Dataset extract:
= = = = = = =
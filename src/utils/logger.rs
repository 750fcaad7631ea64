use anyhow::Context;
use serde::{Deserialize, Serialize};
use std::str::FromStr;
use tracing::Level;
use tracing_appender::non_blocking::WorkerGuard;
use tracing_appender::rolling::{RollingFileAppender, Rotation};

/// Logging configuration: level plus an optional rolling file target.
/// Without a file directory, logs go to stdout.
#[derive(Debug, Clone, Serialize, Deserialize)]
#[serde(default)]
pub struct LoggerConfig {
    pub level: String,
    pub file_dir: Option<String>,
    pub file_prefix: Option<String>,
    /// `"daily"` (default), `"hourly"` or `"minutely"`.
    pub rolling: Option<String>,
    pub max_files: usize,
}

impl LoggerConfig {
    /// Reads `LOG_LEVEL`, `LOG_FILE_DIR`, `LOG_FILE_PREFIX` and
    /// `LOG_ROLLING` from the environment, with defaults for the rest.
    pub fn from_env() -> Self {
        Self {
            level: std::env::var("LOG_LEVEL").unwrap_or_else(|_| "info".to_owned()),
            file_dir: std::env::var("LOG_FILE_DIR").ok(),
            file_prefix: std::env::var("LOG_FILE_PREFIX").ok(),
            rolling: std::env::var("LOG_ROLLING").ok(),
            ..Self::default()
        }
    }

    /// Installs the global tracing subscriber. Returns the appender guard
    /// that must stay alive while file logging is in use.
    pub fn init(&self) -> anyhow::Result<Option<WorkerGuard>> {
        let level = Level::from_str(&self.level).unwrap_or(Level::INFO);

        let Some(dir) = self.file_dir.as_deref() else {
            let _ = tracing_subscriber::fmt().with_max_level(level).try_init();
            return Ok(None);
        };

        let rotation = match self.rolling.as_deref() {
            Some("hourly") => Rotation::HOURLY,
            Some("minutely") => Rotation::MINUTELY,
            _ => Rotation::DAILY,
        };
        let appender: RollingFileAppender = RollingFileAppender::builder()
            .rotation(rotation)
            .max_log_files(self.max_files)
            .filename_prefix(self.file_prefix.as_deref().unwrap_or(""))
            .build(dir)
            .with_context(|| format!("failed to create rolling appender in {dir}"))?;

        let (writer, guard) = tracing_appender::non_blocking(appender);
        let _ = tracing_subscriber::fmt()
            .with_max_level(level)
            .with_writer(writer)
            .with_ansi(false)
            .try_init();
        Ok(Some(guard))
    }
}

impl Default for LoggerConfig {
    fn default() -> Self {
        Self {
            level: "info".to_owned(),
            file_dir: None,
            file_prefix: None,
            rolling: None,
            max_files: 3,
        }
    }
}
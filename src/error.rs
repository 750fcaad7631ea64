use std::error::Error;
use std::fmt;

/// Configuration or misuse error, surfaced synchronously on the calling
/// thread before anything is enqueued.
#[derive(Debug)]
pub enum SetupError {
    /// The application has already been launched; the requested mutation is
    /// no longer allowed.
    AlreadyLaunched,
    /// The operation requires a launched application.
    NotLaunched,
    /// Gateway identifiers must match `[A-Za-z][A-Za-z0-9]*`.
    InvalidGatewayId(String),
    /// A gateway with this identifier is already attached.
    DuplicateGatewayId(String),
    /// No gateway with this identifier is attached.
    UnknownGateway(String),
    /// The addressed gateway does not manage data items.
    NotDataGateway(String),
    /// Data item identifiers are `/`-separated levels of `[.A-Za-z0-9_]+`.
    InvalidDataItemId(String),
    /// The gateway already manages a data item with this identifier.
    DuplicateDataItem(String),
    /// The stored value type of the data item differs from the requested one.
    DataItemTypeMismatch {
        id: String,
        requested: &'static str,
        actual: &'static str,
    },
    /// Change requests are not accepted by read-only data items.
    ReadOnlyDataItem(String),
    /// A module failed to initialize; the launch was aborted.
    ModuleInitFailed(String),
    /// The dispatch thread could not be spawned.
    LaunchFailed(String),
}

impl fmt::Display for SetupError {
    fn fmt(&self, f: &mut fmt::Formatter<'_>) -> fmt::Result {
        match self {
            SetupError::AlreadyLaunched => {
                write!(f, "the application has already been launched")
            }
            SetupError::NotLaunched => write!(f, "the application has not been launched"),
            SetupError::InvalidGatewayId(id) => {
                write!(f, "malformed gateway identifier \"{id}\"")
            }
            SetupError::DuplicateGatewayId(id) => {
                write!(f, "duplicated gateway identifier \"{id}\"")
            }
            SetupError::UnknownGateway(id) => write!(f, "unknown gateway \"{id}\""),
            SetupError::NotDataGateway(id) => {
                write!(f, "the gateway \"{id}\" is not a data gateway")
            }
            SetupError::InvalidDataItemId(id) => {
                write!(f, "malformed data item identifier \"{id}\"")
            }
            SetupError::DuplicateDataItem(id) => {
                write!(f, "duplicated data item identifier \"{id}\"")
            }
            SetupError::DataItemTypeMismatch {
                id,
                requested,
                actual,
            } => write!(
                f,
                "data item \"{id}\" stores values of type {actual}, not {requested}"
            ),
            SetupError::ReadOnlyDataItem(id) => {
                write!(f, "the data item \"{id}\" is read-only")
            }
            SetupError::ModuleInitFailed(reason) => {
                write!(f, "module initialization failed: {reason}")
            }
            SetupError::LaunchFailed(reason) => write!(f, "launch failed: {reason}"),
        }
    }
}

impl Error for SetupError {}

/// Messaging error raised while validating a topic or a topic filter on the
/// submitting thread, before the corresponding action is enqueued.
#[derive(Debug)]
pub enum MessagingError {
    /// The topic name violates the topic rules (empty, too long, or NUL).
    InvalidTopic(String),
    /// The topic filter violates the wildcard placement rules.
    InvalidTopicFilter(String),
    /// The topic or filter names a gateway but no subtopic below it.
    MissingSubtopic(String),
    /// The head of the topic or filter is not an attached gateway.
    UnknownGateway(String),
    /// The target gateway does not accept this publication topic.
    TopicRejected { gateway: String, topic: String },
}

impl fmt::Display for MessagingError {
    fn fmt(&self, f: &mut fmt::Formatter<'_>) -> fmt::Result {
        match self {
            MessagingError::InvalidTopic(topic) => write!(f, "invalid topic \"{topic}\""),
            MessagingError::InvalidTopicFilter(filter) => {
                write!(f, "malformed topic filter \"{filter}\"")
            }
            MessagingError::MissingSubtopic(topic) => {
                write!(f, "no subtopic after the gateway in \"{topic}\"")
            }
            MessagingError::UnknownGateway(id) => write!(f, "unknown gateway \"{id}\""),
            MessagingError::TopicRejected { gateway, topic } => {
                write!(f, "gateway \"{gateway}\" rejected the topic \"{topic}\"")
            }
        }
    }
}

impl Error for MessagingError {}
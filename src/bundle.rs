use serde::de::DeserializeOwned;
use serde::{Deserialize, Serialize};
use std::collections::HashMap;

/// Map of named bundles, keyed by `"gatewayId/subkey"`. This is the unit of
/// exchange with a [`PersistentStorage`](crate::storage::PersistentStorage).
pub type BundleMap = HashMap<String, Bundle>;

/// A single typed value stored in a [`Bundle`].
#[derive(Debug, Clone, PartialEq, Serialize, Deserialize)]
#[serde(tag = "kind", content = "value", rename_all = "snake_case")]
pub enum BundleValue {
    Str(String),
    Bool(bool),
    Int(i32),
    Long(i64),
    Double(f64),
    /// Arbitrary serializable state, kept as a JSON tree.
    Opaque(serde_json::Value),
}

/// A mapping from string keys to typed values, used for state snapshots.
///
/// The typed getters are forgiving: they return the supplied default when
/// the key is absent or the stored kind differs. Not safe for concurrent
/// mutation; bundles are only touched on the dispatch thread or before
/// launch.
#[derive(Debug, Clone, Default, PartialEq, Serialize, Deserialize)]
#[serde(transparent)]
pub struct Bundle {
    values: HashMap<String, BundleValue>,
}

impl Bundle {
    pub fn new() -> Self {
        Self::default()
    }

    pub fn is_empty(&self) -> bool {
        self.values.is_empty()
    }

    pub fn contains_key(&self, key: &str) -> bool {
        self.values.contains_key(key)
    }

    /// A snapshot of the keys currently present.
    pub fn keys(&self) -> Vec<String> {
        self.values.keys().cloned().collect()
    }

    pub fn get(&self, key: &str) -> Option<&BundleValue> {
        self.values.get(key)
    }

    pub fn put_str(&mut self, key: impl Into<String>, value: impl Into<String>) {
        self.values.insert(key.into(), BundleValue::Str(value.into()));
    }

    pub fn put_bool(&mut self, key: impl Into<String>, value: bool) {
        self.values.insert(key.into(), BundleValue::Bool(value));
    }

    pub fn put_int(&mut self, key: impl Into<String>, value: i32) {
        self.values.insert(key.into(), BundleValue::Int(value));
    }

    pub fn put_long(&mut self, key: impl Into<String>, value: i64) {
        self.values.insert(key.into(), BundleValue::Long(value));
    }

    pub fn put_double(&mut self, key: impl Into<String>, value: f64) {
        self.values.insert(key.into(), BundleValue::Double(value));
    }

    /// Stores an already-encoded JSON tree as an opaque value.
    pub fn put_opaque_value(&mut self, key: impl Into<String>, value: serde_json::Value) {
        self.values.insert(key.into(), BundleValue::Opaque(value));
    }

    /// Stores any serializable value as an opaque JSON tree.
    pub fn put_opaque<T: Serialize>(
        &mut self,
        key: impl Into<String>,
        value: &T,
    ) -> serde_json::Result<()> {
        let encoded = serde_json::to_value(value)?;
        self.values.insert(key.into(), BundleValue::Opaque(encoded));
        Ok(())
    }

    pub fn get_str(&self, key: &str, default: &str) -> String {
        match self.values.get(key) {
            Some(BundleValue::Str(v)) => v.clone(),
            _ => default.to_owned(),
        }
    }

    pub fn get_bool(&self, key: &str, default: bool) -> bool {
        match self.values.get(key) {
            Some(BundleValue::Bool(v)) => *v,
            _ => default,
        }
    }

    pub fn get_int(&self, key: &str, default: i32) -> i32 {
        match self.values.get(key) {
            Some(BundleValue::Int(v)) => *v,
            _ => default,
        }
    }

    pub fn get_long(&self, key: &str, default: i64) -> i64 {
        match self.values.get(key) {
            Some(BundleValue::Long(v)) => *v,
            _ => default,
        }
    }

    pub fn get_double(&self, key: &str, default: f64) -> f64 {
        match self.values.get(key) {
            Some(BundleValue::Double(v)) => *v,
            _ => default,
        }
    }

    /// The raw JSON tree of an opaque value, if present.
    pub fn opaque(&self, key: &str) -> Option<&serde_json::Value> {
        match self.values.get(key) {
            Some(BundleValue::Opaque(v)) => Some(v),
            _ => None,
        }
    }

    /// Decodes an opaque value into `T`, or `None` on absence or mismatch.
    pub fn get_opaque<T: DeserializeOwned>(&self, key: &str) -> Option<T> {
        self.opaque(key)
            .and_then(|v| serde_json::from_value(v.clone()).ok())
    }
}
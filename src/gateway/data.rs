use crate::bundle::{Bundle, BundleMap};
use crate::gateway::{Gateway, GatewayCtx, TopicValidator};
use crate::item::AnyDataItem;
use crate::message::Message;
use crate::topic::TopicFilter;
use ahash::{AHashMap, AHashSet};
use anyhow::Context;
use parking_lot::Mutex;
use std::sync::{Arc, OnceLock};

/// One managed data item plus its parsed identifier (for filter matching).
struct ItemSlot {
    node: Arc<dyn AnyDataItem>,
    parsed_id: Vec<String>,
}

/// Registry and subscription bookkeeping of one data gateway, shared
/// between the gateway object (dispatch thread) and the application facade
/// (item registration and lookup on any thread).
pub(crate) struct DataTable {
    gateway_id: Arc<str>,
    inner: Mutex<TableInner>,
    ctx: OnceLock<GatewayCtx>,
}

struct TableInner {
    order: Vec<Arc<str>>,
    slots: AHashMap<Arc<str>, ItemSlot>,
    /// Number of live topic filters matching each item; an item emits
    /// value-change messages only while its count is positive.
    subscription_counts: AHashMap<Arc<str>, usize>,
    subscribed_filters: AHashSet<Arc<str>>,
}

impl DataTable {
    pub(crate) fn new(gateway_id: Arc<str>) -> Arc<Self> {
        Arc::new(Self {
            gateway_id,
            inner: Mutex::new(TableInner {
                order: Vec::new(),
                slots: AHashMap::new(),
                subscription_counts: AHashMap::new(),
                subscribed_filters: AHashSet::new(),
            }),
            ctx: OnceLock::new(),
        })
    }

    pub(crate) fn gateway_id(&self) -> &Arc<str> {
        &self.gateway_id
    }

    /// Registers an item; the id must be unused within this gateway.
    pub(crate) fn insert(&self, local_id: Arc<str>, node: Arc<dyn AnyDataItem>) -> bool {
        let mut inner = self.inner.lock();
        if inner.slots.contains_key(&local_id) {
            return false;
        }
        let parsed_id = crate::topic::parse_hierarchy(&local_id)
            .into_iter()
            .map(str::to_owned)
            .collect();
        inner.order.push(local_id.clone());
        inner.slots.insert(local_id, ItemSlot { node, parsed_id });
        true
    }

    pub(crate) fn get(&self, local_id: &str) -> Option<Arc<dyn AnyDataItem>> {
        self.inner.lock().slots.get(local_id).map(|s| s.node.clone())
    }

    fn items_in_order(&self) -> Vec<Arc<dyn AnyDataItem>> {
        let inner = self.inner.lock();
        inner
            .order
            .iter()
            .filter_map(|id| inner.slots.get(id).map(|s| s.node.clone()))
            .collect()
    }

    /// Emits a received message carrying the item's local id as topic, but
    /// only while at least one topic filter matches the item. Invoked by
    /// item nodes on the dispatch thread.
    pub(crate) fn notify_value_changed(&self, local_id: &str) {
        let subscribed = self
            .inner
            .lock()
            .subscription_counts
            .contains_key(local_id);
        if !subscribed {
            return;
        }
        if let Some(ctx) = self.ctx.get() {
            ctx.push_received(Message::empty(local_id));
        }
    }

    fn matching_item_ids(inner: &TableInner, filter: &TopicFilter) -> Vec<Arc<str>> {
        inner
            .slots
            .iter()
            .filter(|(_, slot)| {
                let levels: Vec<&str> = slot.parsed_id.iter().map(String::as_str).collect();
                filter.matches(&levels)
            })
            .map(|(id, _)| id.clone())
            .collect()
    }
}

/// Gateway managing a collection of data items. Constructed internally by
/// [`Application::add_data_gateway`](crate::app::Application::add_data_gateway);
/// it accepts no publications, its messages are the value-change
/// notifications of its items.
pub struct DataGateway {
    table: Arc<DataTable>,
}

impl DataGateway {
    pub(crate) fn new(table: Arc<DataTable>) -> Self {
        Self { table }
    }
}

impl Gateway for DataGateway {
    fn on_start(&mut self, ctx: &GatewayCtx, bundles: &BundleMap) -> anyhow::Result<()> {
        let _ = self.table.ctx.set(ctx.clone());

        let Some(app) = ctx.application() else {
            anyhow::bail!("application is gone");
        };
        let empty = Bundle::new();
        for item in self.table.items_in_order() {
            let saved = bundles.get(item.id()).unwrap_or(&empty);
            item.activate(&app, saved)
                .with_context(|| format!("activation of data item \"{}\" failed", item.id()))?;
        }
        Ok(())
    }

    fn on_add_topic_filter(&mut self, filter: &str) {
        let mut inner = self.table.inner.lock();
        if !inner.subscribed_filters.insert(Arc::from(filter)) {
            tracing::error!(
                "[DataGateway] duplicate topic filter \"{filter}\" in gateway \"{}\"",
                self.table.gateway_id
            );
            return;
        }

        let parsed = TopicFilter::parse(filter);
        for id in DataTable::matching_item_ids(&inner, &parsed) {
            *inner.subscription_counts.entry(id).or_insert(0) += 1;
        }
    }

    fn on_remove_topic_filter(&mut self, filter: &str) {
        let mut inner = self.table.inner.lock();
        if !inner.subscribed_filters.remove(filter) {
            tracing::error!(
                "[DataGateway] unknown topic filter \"{filter}\" removed from gateway \"{}\"",
                self.table.gateway_id
            );
            return;
        }

        let parsed = TopicFilter::parse(filter);
        for id in DataTable::matching_item_ids(&inner, &parsed) {
            if let Some(count) = inner.subscription_counts.get_mut(&id) {
                *count -= 1;
                if *count == 0 {
                    inner.subscription_counts.remove(&id);
                }
            }
        }
    }

    fn on_publish(&mut self, _message: Message) -> anyhow::Result<()> {
        // unreachable: the validator rejects every publication topic
        Ok(())
    }

    fn on_save_state(&mut self, out: &mut BundleMap) -> anyhow::Result<()> {
        for item in self.table.items_in_order() {
            let mut bundle = Bundle::new();
            if let Err(e) = item.save_state(&mut bundle) {
                tracing::error!(
                    "[DataGateway] saving state of data item \"{}\" failed: {e:#}",
                    item.id()
                );
                continue;
            }
            if !bundle.is_empty() {
                out.insert(item.id().to_owned(), bundle);
            }
        }
        Ok(())
    }

    fn on_stop(&mut self) {
        {
            let mut inner = self.table.inner.lock();
            inner.subscription_counts.clear();
            inner.subscribed_filters.clear();
        }
        for item in self.table.items_in_order() {
            item.deactivate();
        }
    }

    fn topic_validator(&self) -> TopicValidator {
        TopicValidator::RejectAll
    }
}
use crate::app::{AppShared, Application};
use crate::item::AnyDataItem;
use crate::message::Message;
use std::any::Any;
use std::cmp::Ordering;
use std::sync::atomic::{AtomicBool, Ordering as AtomicOrdering};
use std::sync::{Arc, Weak};
use std::time::Duration;

/// Callback executed on the dispatch thread.
pub(crate) type Callback = Arc<dyn Fn(&Application) + Send + Sync>;

/// A unit of work executed on the dispatch thread. Everything that mutates
/// application state travels through this type; external callers only ever
/// enqueue actions.
#[derive(Clone)]
pub(crate) enum Action {
    /// Hand a localized message to the target gateway's `on_publish`.
    Publish { gateway: usize, message: Message },
    /// Route a message received on a gateway to matching subscribers.
    Received { gateway: usize, message: Message },
    /// Tell a gateway that a localized topic filter appeared or vanished.
    SubscriptionChange {
        gateway: usize,
        filter: Arc<str>,
        subscribe: bool,
    },
    /// Recompute the value of a data item.
    Synchronize { item: Arc<dyn AnyDataItem> },
    /// Apply a queued value-change request to a data item.
    RequestChange {
        item: Arc<dyn AnyDataItem>,
        value: Arc<dyn Any + Send + Sync>,
    },
    /// Run a user callback.
    Run { callback: Callback },
}

/// Repetition policy of a schedule.
#[derive(Debug, Clone, Copy, PartialEq, Eq)]
pub(crate) enum RepeatMode {
    /// Execute once and forget.
    Once,
    /// Re-enqueue relative to the planned execution time.
    FixedRate,
    /// Re-enqueue relative to the actual execution time.
    FixedDelay,
}

/// Shared schedule state referenced by every pending instance of a
/// repeating (or one-shot) scheduled action.
pub(crate) struct Schedule {
    initial_delay: Duration,
    period: Duration,
    mode: RepeatMode,
    cancelled: AtomicBool,
}

impl Schedule {
    pub(crate) fn once(delay: Duration) -> Arc<Self> {
        Arc::new(Self {
            initial_delay: delay,
            period: Duration::ZERO,
            mode: RepeatMode::Once,
            cancelled: AtomicBool::new(false),
        })
    }

    pub(crate) fn fixed_rate(initial_delay: Duration, period: Duration) -> Arc<Self> {
        Arc::new(Self {
            initial_delay,
            period,
            mode: RepeatMode::FixedRate,
            cancelled: AtomicBool::new(false),
        })
    }

    pub(crate) fn fixed_delay(initial_delay: Duration, period: Duration) -> Arc<Self> {
        Arc::new(Self {
            initial_delay,
            period,
            mode: RepeatMode::FixedDelay,
            cancelled: AtomicBool::new(false),
        })
    }

    pub(crate) fn initial_delay_nanos(&self) -> u64 {
        self.initial_delay.as_nanos() as u64
    }

    pub(crate) fn period_nanos(&self) -> u64 {
        self.period.as_nanos() as u64
    }

    pub(crate) fn mode(&self) -> RepeatMode {
        self.mode
    }

    pub(crate) fn is_cancelled(&self) -> bool {
        self.cancelled.load(AtomicOrdering::Relaxed)
    }

    /// Marks the schedule cancelled. Returns `true` on the first call.
    pub(crate) fn cancel(&self) -> bool {
        !self.cancelled.swap(true, AtomicOrdering::Relaxed)
    }
}

/// An action bound to an execution time on the monotonic clock.
///
/// `preceding_action_count` gates execution: the instance may only run once
/// at least that many unscheduled actions have been processed, so a
/// scheduled action can never jump ahead of work that was enqueued before
/// its (re-)scheduling.
pub(crate) struct ScheduledAction {
    pub(crate) execution_time: u64,
    pub(crate) action: Action,
    pub(crate) schedule: Arc<Schedule>,
    pub(crate) preceding_action_count: u64,
}

impl PartialEq for ScheduledAction {
    fn eq(&self, other: &Self) -> bool {
        self.execution_time == other.execution_time
    }
}

impl Eq for ScheduledAction {}

impl PartialOrd for ScheduledAction {
    fn partial_cmp(&self, other: &Self) -> Option<Ordering> {
        Some(self.cmp(other))
    }
}

impl Ord for ScheduledAction {
    // reversed: BinaryHeap is a max-heap, the earliest execution time must
    // surface first
    fn cmp(&self, other: &Self) -> Ordering {
        other.execution_time.cmp(&self.execution_time)
    }
}

/// Cancellable handle to a scheduled (possibly repeating) action.
///
/// Cancellation removes every not-yet-fired instance from the scheduled
/// queue and prevents further executions; it is idempotent.
pub struct ScheduleHandle {
    pub(crate) schedule: Arc<Schedule>,
    pub(crate) app: Weak<AppShared>,
}

impl ScheduleHandle {
    pub fn cancel(&self) {
        if self.schedule.cancel()
            && let Some(shared) = self.app.upgrade()
        {
            shared.queues.cancel_schedule(&self.schedule);
        }
    }

    pub fn is_cancelled(&self) -> bool {
        self.schedule.is_cancelled()
    }
}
= = = = = = =
What the task asks:
Could you find each line in the entries that contains the string "least" and copy it?

Reply:
    /// only while at least one topic filter matches the item. Invoked by
/// at least that many unscheduled actions have been processed, so a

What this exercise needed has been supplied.